City officials have made pitiful and even corrupt decisions about Avalon at least as far back as 1995. That’s when they wanted to declare it a park to obtain tax-exempt status, thus saving more than $20,000 per year.
Bad decisions: Despite saying they wanted to avoid the tax, the city co-signed a $425,000 loan for the manager at 10 percent interest. If the city obtained the loan, it could have received a substantially lower interest rate. And if the city performed some of the improvements it could have received the tax-exempt status it was denied.
Corrupt decisions: In the 1990s and early 2000s, city officials held charity golf outings but kept the proceeds; used the course’s facilities and gave away its merchandise without reimbursement; and accepted kickbacks in exchange for giving contracts to companies to work on the clubhouse. This became part of an FBI investigation that culminated with indictments, convictions and imprisonment.
The corruption led to a lengthy court battle that resulted in a Trumbull County Common Pleas Court magistrate in July of 2005 to order former course manager Tony Joy Jr. to repay the city $100,000 and pump $300,000 worth of improvements into the course, including the removal of 200 dead trees, new cart paths, drainage and irrigation improvements.
The magistrate also ordered the new operator, John Kouvas, to pay the city $55,000 every Feb. 1 and pay the city 12 percent of revenue in excess of $600,000.
By April of 2009 Kouvas was $55,000 behind in his rent and asked for a nearly 50 percent reduction in the cost and for the city to backdate the reduction by two years.
More bad decisions: In 2011, Councilman Dan Sferra, D-at large, praised the course as a shining model of a successful public-private partnership. That prompted folks to take a closer look at Avalon. It turned out the city hadn’t collected rent since 2008 and was owed $110,000.
Last week, the city revealed that it allowed Kouvas to continue operating without paying rent, and that the tab is now $320,000.
Kouvas is no longer operating the course.

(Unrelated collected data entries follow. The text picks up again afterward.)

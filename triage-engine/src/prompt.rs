// ---------------------------------------------------------------------------
// Prompt templates
// ---------------------------------------------------------------------------
//
// One fixed template per locale, each with the same five logical
// sections: problem analysis, recommended solution, notes, reference
// cases, and a request for further diagnostics. Every device field is
// always present — missing values render as the locale's "Unknown"
// placeholder, never as a blank.
// ---------------------------------------------------------------------------

/// Device attributes supplied by the caller alongside the question.
#[derive(Debug, Clone, Default)]
pub struct DeviceContext {
    pub model_type: Option<String>,
    pub sw_version: Option<String>,
    pub components: Vec<String>,
    pub country: Option<String>,
}

/// Prompt template locale.
#[derive(Debug, Clone, Copy, PartialEq, Eq)]
pub enum Locale {
    En,
    Zh,
}

impl Locale {
    pub fn parse(s: &str) -> Option<Locale> {
        match s.trim().to_ascii_lowercase().as_str() {
            "en" => Some(Locale::En),
            "zh" => Some(Locale::Zh),
            _ => None,
        }
    }

    fn unknown(&self) -> &'static str {
        match self {
            Locale::En => "Unknown",
            Locale::Zh => "未知",
        }
    }

    fn no_prior_cases(&self) -> &'static str {
        match self {
            Locale::En => "(no relevant historical cases on record — say so in the analysis)",
            Locale::Zh => "（暂无相关历史案例——请在分析中说明）",
        }
    }
}

pub struct PromptTemplate {
    locale: Locale,
}

impl PromptTemplate {
    pub fn for_locale(locale: Locale) -> Self {
        Self { locale }
    }

    pub fn locale(&self) -> Locale {
        self.locale
    }

    /// Substitute every field into the fixed template. All five sections
    /// are always present, even when no cases were retrieved.
    pub fn render(
        &self,
        question: &str,
        device: &DeviceContext,
        context: &str,
        references: &str,
    ) -> String {
        let unknown = self.locale.unknown();
        let or_unknown = |value: &Option<String>| -> String {
            match value {
                Some(v) if !v.trim().is_empty() => v.trim().to_string(),
                _ => unknown.to_string(),
            }
        };

        let components = if device.components.is_empty() {
            unknown.to_string()
        } else {
            device.components.join(", ")
        };
        let context = if context.trim().is_empty() {
            self.locale.no_prior_cases().to_string()
        } else {
            context.to_string()
        };

        match self.locale {
            Locale::En => format!(
                "You are a professional technical support assistant. Please analyze the user's issue and provide recommendations.\n\
                \n\
                [Device Context]\n\
                - Software Version: {sw_version}\n\
                - Model Type: {model_type}\n\
                - Components: {components}\n\
                - Country: {country}\n\
                \n\
                [Relevant Historical Cases]\n\
                {context}\n\
                \n\
                [User's Problem]\n\
                \"{question}\"\n\
                \n\
                Please respond in the following format:\n\
                \n\
                🔍 **Problem Analysis**:\n\
                Briefly explain the possible root cause.\n\
                \n\
                🛠️ **Recommended Solution**:\n\
                1. Step-by-step actions.\n\
                2. If multiple, list clearly.\n\
                \n\
                📌 **Notes**:\n\
                - Remind to back up before firmware/software updates.\n\
                - Mention regulatory compliance if relevant.\n\
                \n\
                🔗 **Reference Cases**:\n\
                {references}\n\
                \n\
                ❓ **If More Info Needed**:\n\
                Suggest what logs or details to collect.\n",
                sw_version = or_unknown(&device.sw_version),
                model_type = or_unknown(&device.model_type),
                components = components,
                country = or_unknown(&device.country),
                context = context,
                question = question,
                references = references,
            ),
            Locale::Zh => format!(
                "你是一名专业的技术支持助理。请分析用户的问题并给出建议。\n\
                \n\
                【设备信息】\n\
                - 软件版本：{sw_version}\n\
                - 机型：{model_type}\n\
                - 相关组件：{components}\n\
                - 国家/地区：{country}\n\
                \n\
                【相关历史案例】\n\
                {context}\n\
                \n\
                【用户问题】\n\
                \"{question}\"\n\
                \n\
                请按以下格式回复：\n\
                \n\
                🔍 **问题分析**：\n\
                简要说明可能的根本原因。\n\
                \n\
                🛠️ **建议方案**：\n\
                1. 分步骤列出操作。\n\
                2. 如有多个方案，请分别列出。\n\
                \n\
                📌 **注意事项**：\n\
                - 提醒在固件/软件升级前先备份。\n\
                - 如涉及合规要求请说明。\n\
                \n\
                🔗 **参考案例**：\n\
                {references}\n\
                \n\
                ❓ **如需更多信息**：\n\
                说明需要收集哪些日志或细节。\n",
                sw_version = or_unknown(&device.sw_version),
                model_type = or_unknown(&device.model_type),
                components = components,
                country = or_unknown(&device.country),
                context = context,
                question = question,
                references = references,
            ),
        }
    }
}

#[cfg(test)]
mod tests {
    use super::*;

    const EN_SECTIONS: [&str; 5] = [
        "**Problem Analysis**",
        "**Recommended Solution**",
        "**Notes**",
        "**Reference Cases**",
        "**If More Info Needed**",
    ];

    fn full_device() -> DeviceContext {
        DeviceContext {
            model_type: Some("X300-Pro".to_string()),
            sw_version: Some("V2.3.1".to_string()),
            components: vec!["bootloader".to_string(), "wifi_driver".to_string()],
            country: Some("USA".to_string()),
        }
    }

    #[test]
    fn all_five_sections_are_always_present() {
        let template = PromptTemplate::for_locale(Locale::En);
        let rendered = template.render("boot loop", &full_device(), "", "");
        for section in EN_SECTIONS {
            assert!(rendered.contains(section), "missing section {}", section);
        }
    }

    #[test]
    fn missing_device_fields_render_as_unknown() {
        let template = PromptTemplate::for_locale(Locale::En);
        let rendered = template.render("boot loop", &DeviceContext::default(), "ctx", "refs");
        assert!(rendered.contains("- Software Version: Unknown"));
        assert!(rendered.contains("- Model Type: Unknown"));
        assert!(rendered.contains("- Components: Unknown"));
        assert!(rendered.contains("- Country: Unknown"));
    }

    #[test]
    fn present_fields_are_substituted() {
        let template = PromptTemplate::for_locale(Locale::En);
        let rendered = template.render("boot loop", &full_device(), "ctx", "refs");
        assert!(rendered.contains("- Model Type: X300-Pro"));
        assert!(rendered.contains("- Components: bootloader, wifi_driver"));
        assert!(rendered.contains("\"boot loop\""));
        assert!(rendered.contains("ctx"));
        assert!(rendered.contains("refs"));
    }

    #[test]
    fn empty_context_gets_the_no_prior_cases_marker() {
        let template = PromptTemplate::for_locale(Locale::En);
        let rendered = template.render("boot loop", &full_device(), "", "");
        assert!(rendered.contains("no relevant historical cases on record"));
    }

    #[test]
    fn zh_locale_renders_localized_sections_and_placeholder() {
        let template = PromptTemplate::for_locale(Locale::Zh);
        let rendered = template.render("无法开机", &DeviceContext::default(), "", "");
        assert!(rendered.contains("**问题分析**"));
        assert!(rendered.contains("**建议方案**"));
        assert!(rendered.contains("**注意事项**"));
        assert!(rendered.contains("**参考案例**"));
        assert!(rendered.contains("**如需更多信息**"));
        assert!(rendered.contains("未知"));
    }

    #[test]
    fn locale_parse_accepts_known_tags_only() {
        assert_eq!(Locale::parse("en"), Some(Locale::En));
        assert_eq!(Locale::parse(" ZH "), Some(Locale::Zh));
        assert_eq!(Locale::parse("fr"), None);
    }
}
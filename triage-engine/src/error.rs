use thiserror::Error;

use triage_vector::error::IndexError;

/// Typed error variants for the resolution engine.
///
/// Every failure surfaces distinctly; there is no silent fallback and no
/// default answer. An empty retrieval result is not an error.
#[derive(Debug, Error)]
pub enum EngineError {
    /// Malformed input record or query — the caller's fault, not retried.
    #[error("Invalid input: {0}")]
    Validation(String),

    /// Embedding backend unreachable or misbehaving; aborts the enclosing
    /// operation, never substitutes zero vectors.
    #[error("Embedding backend unavailable: {0}")]
    EmbeddingUnavailable(String),

    /// Generation backend unreachable or timed out; no partial answer.
    #[error("Generation backend unavailable: {0}")]
    GenerationUnavailable(String),

    /// Persisted index corrupt, unreadable, or built with another model.
    #[error(transparent)]
    Index(#[from] IndexError),
}

impl EngineError {
    /// Machine-readable error code, reported alongside JSON-RPC errors.
    pub fn code(&self) -> &str {
        match self {
            Self::Validation(_) => "VALIDATION",
            Self::EmbeddingUnavailable(_) => "EMBEDDING_UNAVAILABLE",
            Self::GenerationUnavailable(_) => "GENERATION_UNAVAILABLE",
            Self::Index(e) => e.code(),
        }
    }
}
/// Compute the magnitude (L2 norm) of an embedding.
pub fn magnitude(embedding: &[f32]) -> f64 {
	embedding
		.iter()
		.map(|&v| {
			let vf = v as f64;
			vf * vf
		})
		.sum::<f64>()
		.sqrt()
}

/// Cosine distance in [0, 1] using precomputed magnitudes.
///
/// Dimension mismatches and zero-magnitude vectors score as maximally
/// distant (1.0). Negative cosine similarity clamps to zero before the
/// inversion, keeping `1.0 - distance` a usable similarity.
pub fn cosine_distance(a: &[f32], b: &[f32], mag_a: f64, mag_b: f64) -> f64 {
	if a.len() != b.len() || a.is_empty() {
		return 1.0;
	}

	let denom = mag_a * mag_b;
	if denom == 0.0 {
		return 1.0;
	}

	let dot: f64 = a
		.iter()
		.zip(b.iter())
		.map(|(&x, &y)| (x as f64) * (y as f64))
		.sum();

	let similarity = dot / denom;
	if !similarity.is_finite() {
		return 1.0;
	}

	1.0 - similarity.clamp(0.0, 1.0)
}

#[cfg(test)]
mod tests {
	use super::*;

	#[test]
	fn identical_vectors_have_zero_distance() {
		let v = vec![1.0f32, 2.0, 3.0];
		let mag = magnitude(&v);
		let d = cosine_distance(&v, &v, mag, mag);
		assert!(d.abs() < 1e-10);
	}

	#[test]
	fn orthogonal_vectors_are_maximally_distant() {
		let a = vec![1.0f32, 0.0];
		let b = vec![0.0f32, 1.0];
		let d = cosine_distance(&a, &b, magnitude(&a), magnitude(&b));
		assert!((d - 1.0).abs() < 1e-10);
	}

	#[test]
	fn opposite_vectors_clamp_to_max_distance() {
		let a = vec![1.0f32, 0.0];
		let b = vec![-1.0f32, 0.0];
		let d = cosine_distance(&a, &b, magnitude(&a), magnitude(&b));
		assert_eq!(d, 1.0);
	}

	#[test]
	fn mismatched_lengths_are_maximally_distant() {
		assert_eq!(cosine_distance(&[1.0], &[1.0, 2.0], 1.0, 1.0), 1.0);
	}

	#[test]
	fn zero_magnitude_is_maximally_distant() {
		let a = vec![0.0f32, 0.0];
		let b = vec![1.0f32, 2.0];
		let d = cosine_distance(&a, &b, magnitude(&a), magnitude(&b));
		assert_eq!(d, 1.0);
	}

	#[test]
	fn magnitude_basic() {
		let v = vec![3.0f32, 4.0];
		assert!((magnitude(&v) - 5.0).abs() < 1e-10);
	}

	#[test]
	fn magnitude_empty() {
		assert_eq!(magnitude(&[]), 0.0);
	}

	#[test]
	fn distance_stays_in_unit_interval() {
		let a = vec![0.3f32, -0.7, 0.2];
		let b = vec![-0.1f32, 0.9, 0.4];
		let d = cosine_distance(&a, &b, magnitude(&a), magnitude(&b));
		assert!((0.0..=1.0).contains(&d));
	}
}
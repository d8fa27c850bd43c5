pub mod ollama;

use crate::error::EngineError;

/// Turns text into fixed-dimension vectors.
///
/// One provider instance, constructed at process start, serves both
/// indexing and querying — an index built with one embedding model is
/// invalid input for another.
pub trait Embedder: Send + Sync {
    /// Embed a batch of texts, one vector per input, in order.
    fn embed(&self, texts: &[String]) -> Result<Vec<Vec<f32>>, EngineError>;

    /// Identifier of the backing model, recorded in the index manifest.
    fn model(&self) -> &str;
}

/// Produces the formatted answer from a fully rendered prompt.
pub trait Generator: Send + Sync {
    fn generate(&self, prompt: &str) -> Result<String, EngineError>;
}
pub mod cosine;
pub mod error;
pub mod filter;
pub mod index;
pub mod persistence;
pub mod types;
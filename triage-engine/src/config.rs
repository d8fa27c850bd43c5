use clap::Parser;

#[derive(Parser, Debug)]
#[command(
    name = "triage-engine",
    about = "Case-grounded technical support resolver over JSON-RPC 2.0 / NDJSON stdio"
)]
pub struct CliArgs {
    /// Ollama server base URL (serves both embedding and generation)
    #[arg(long, default_value = "http://localhost:11434", env = "TRIAGE_OLLAMA_URL")]
    pub ollama_url: String,

    /// Embedding model name
    #[arg(long, default_value = "nomic-embed-text", env = "TRIAGE_EMBEDDING_MODEL")]
    pub embedding_model: String,

    /// Generation model name
    #[arg(long, default_value = "llama3.2:1b", env = "TRIAGE_GENERATION_MODEL")]
    pub generation_model: String,

    /// Directory holding the persisted vector index
    #[arg(long, default_value = "./triage-index", env = "TRIAGE_INDEX_DIR")]
    pub index_dir: String,

    /// JSON file of historical case records, loaded once when no
    /// persisted index exists
    #[arg(long, env = "TRIAGE_CASES")]
    pub cases: Option<String>,

    /// Default number of cases to retrieve per query
    #[arg(long, default_value = "3")]
    pub top_k: usize,

    /// Sampling temperature for answer generation
    #[arg(long, default_value = "0.2")]
    pub temperature: f64,

    /// Prompt template locale ("en" or "zh")
    #[arg(long, default_value = "en", env = "TRIAGE_LOCALE")]
    pub locale: String,

    /// Embedding request timeout in seconds
    #[arg(long, default_value = "30", env = "TRIAGE_EMBED_TIMEOUT")]
    pub embed_timeout_secs: u64,

    /// Generation request timeout in seconds
    #[arg(long, default_value = "120", env = "TRIAGE_GENERATE_TIMEOUT")]
    pub generate_timeout_secs: u64,

    /// Log level (trace, debug, info, warn, error)
    #[arg(long, default_value = "info", env = "TRIAGE_LOG_LEVEL")]
    pub log_level: String,
}
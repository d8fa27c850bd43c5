use std::io::{self, BufRead};
use std::sync::Arc;

use anyhow::Result;

use crate::engine::{QueryRequest, ResolverEngine};
use crate::error::EngineError;
use crate::protocol::*;
use crate::transport::NdjsonTransport;

// ── Server configuration ──────────────────────────────────────────────────

pub struct ServerConfig {
    pub server_name: String,
    pub server_version: String,
    pub embedding_model: String,
    pub generation_model: String,
    pub locale: String,
}

// ── Resolver server ───────────────────────────────────────────────────────

pub struct ResolverServer {
    config: ServerConfig,
    engine: Arc<ResolverEngine>,
    transport: NdjsonTransport,
}

impl ResolverServer {
    pub fn new(
        config: ServerConfig,
        engine: Arc<ResolverEngine>,
        transport: NdjsonTransport,
    ) -> Self {
        Self {
            config,
            engine,
            transport,
        }
    }

    /// Main loop: read messages from stdin until EOF, dispatch to
    /// handlers.
    pub fn run(&mut self) -> Result<()> {
        let stdin = io::stdin();
        for line_result in stdin.lock().lines() {
            let line = match line_result {
                Ok(l) => l,
                Err(e) => {
                    tracing::error!("Failed to read stdin: {}", e);
                    break;
                }
            };

            let trimmed = line.trim();
            if trimmed.is_empty() {
                continue;
            }

            let msg: JsonRpcIncoming = match serde_json::from_str(trimmed) {
                Ok(m) => m,
                Err(e) => {
                    tracing::warn!("Parse error: {}", e);
                    self.transport
                        .write_error(0, PARSE_ERROR, "Parse error: invalid JSON", None);
                    continue;
                }
            };

            self.handle_message(msg);
        }

        Ok(())
    }

    fn handle_message(&mut self, msg: JsonRpcIncoming) {
        let id = msg.id.unwrap_or(0);
        let method = match msg.method {
            Some(m) => m,
            // A response to something we never sent — ignore.
            None => return,
        };

        match method.as_str() {
            "initialize" => self.handle_initialize(id),
            "resolver/status" => self.handle_status(id),
            "resolver/query" => self.handle_query(id, msg.params),
            _ => {
                self.transport.write_error(
                    id,
                    METHOD_NOT_FOUND,
                    format!("Method not found: {}", method),
                    None,
                );
            }
        }
    }

    fn handle_initialize(&self, id: u64) {
        let result = InitializeResult {
            protocol_version: 1,
            server_info: ServerInfo {
                name: self.config.server_name.clone(),
                version: self.config.server_version.clone(),
            },
            index: IndexInfo {
                cases: self.engine.case_count(),
                state: "ready".to_string(),
            },
        };
        self.write_result(id, &result);
    }

    fn handle_status(&self, id: u64) {
        let result = StatusResult {
            state: "ready".to_string(),
            cases: self.engine.case_count(),
            embedding_model: self.config.embedding_model.clone(),
            generation_model: self.config.generation_model.clone(),
            locale: self.config.locale.clone(),
        };
        self.write_result(id, &result);
    }

    fn handle_query(&self, id: u64, params: Option<serde_json::Value>) {
        let Some(params_value) = params else {
            self.transport
                .write_error(id, INVALID_PARAMS, "Missing params", None);
            return;
        };
        let params: QueryParams = match serde_json::from_value(params_value) {
            Ok(p) => p,
            Err(e) => {
                self.transport.write_error(
                    id,
                    INVALID_PARAMS,
                    format!("Invalid query params: {}", e),
                    None,
                );
                return;
            }
        };

        let request = QueryRequest {
            question: params.question,
            model_type: params.model_type,
            sw_version: params.sw_version,
            components: params.components.unwrap_or_default(),
            country: params.country,
            k: params.k,
        };

        match self.engine.query(&request) {
            Ok(answer) => self.write_result(id, &QueryResult { answer }),
            Err(e) => {
                tracing::warn!(code = e.code(), "Query failed: {}", e);
                self.transport.write_error(
                    id,
                    rpc_code(&e),
                    e.to_string(),
                    Some(serde_json::json!({ "engineCode": e.code() })),
                );
            }
        }
    }

    fn write_result(&self, id: u64, result: &impl serde::Serialize) {
        match serde_json::to_value(result) {
            Ok(value) => self.transport.write_response(id, value),
            Err(e) => {
                tracing::error!("Failed to encode result: {}", e);
                self.transport
                    .write_error(id, INTERNAL_ERROR, "Failed to encode result", None);
            }
        }
    }
}

/// Map engine errors onto JSON-RPC error codes: caller mistakes are
/// invalid-params, backend failures are internal.
fn rpc_code(err: &EngineError) -> i32 {
    match err {
        EngineError::Validation(_) => INVALID_PARAMS,
        _ => INTERNAL_ERROR,
    }
}
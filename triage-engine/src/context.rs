use std::fmt::Write;

use triage_vector::types::ScoredHit;

/// The grounding context handed to the generator: a case-tagged text
/// block and a parallel reference list, one line per hit.
#[derive(Debug, Clone, Default, PartialEq)]
pub struct AssembledContext {
    pub context: String,
    pub references: String,
}

/// Convert ranked hits into the context and reference blocks.
///
/// Case text is included in full — trimming for the generator's token
/// budget is the generator's tuning concern, not this component's.
pub fn assemble(hits: &[ScoredHit]) -> AssembledContext {
    let mut context = String::new();
    let mut references = String::new();

    for hit in hits {
        let _ = write!(context, "\n[Case {}]\n{}\n", hit.id, hit.text);
        let _ = writeln!(
            references,
            "- {} (similarity: {:.2})",
            hit.id,
            hit.similarity()
        );
    }

    AssembledContext {
        context,
        references,
    }
}

#[cfg(test)]
mod tests {
    use super::*;
    use std::collections::HashMap;

    fn hit(id: &str, text: &str, distance: f64) -> ScoredHit {
        ScoredHit {
            id: id.to_string(),
            text: text.to_string(),
            metadata: HashMap::new(),
            distance,
        }
    }

    #[test]
    fn empty_hits_produce_empty_blocks() {
        let assembled = assemble(&[]);
        assert_eq!(assembled, AssembledContext::default());
    }

    #[test]
    fn context_tags_each_case_and_keeps_full_text() {
        let hits = vec![
            hit("A1", "boot loop after firmware update", 0.1),
            hit("A2", "wifi drops every few minutes", 0.4),
        ];
        let assembled = assemble(&hits);
        assert!(assembled.context.contains("[Case A1]\nboot loop after firmware update"));
        assert!(assembled.context.contains("[Case A2]\nwifi drops every few minutes"));
    }

    #[test]
    fn one_reference_line_per_hit_with_two_decimal_similarity() {
        let hits = vec![hit("A1", "t1", 0.1), hit("A2", "t2", 0.25)];
        let assembled = assemble(&hits);
        let lines: Vec<&str> = assembled.references.lines().collect();
        assert_eq!(lines, vec![
            "- A1 (similarity: 0.90)",
            "- A2 (similarity: 0.75)",
        ]);
    }

    #[test]
    fn long_case_text_is_not_truncated() {
        let long_text = "x".repeat(20_000);
        let assembled = assemble(&[hit("A1", &long_text, 0.0)]);
        assert!(assembled.context.contains(&long_text));
    }
}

He said the city is refusing to provide $100,000 in needed improvements.
It’s time to give up. Towns across America are able to operate municipal golf courses and provide their residents, especially youth, to enjoy one of our great pastimes regardless of income barriers. Not Warren. Its history of mismanagement and corruption when it comes to Avalon proves it must unload the property.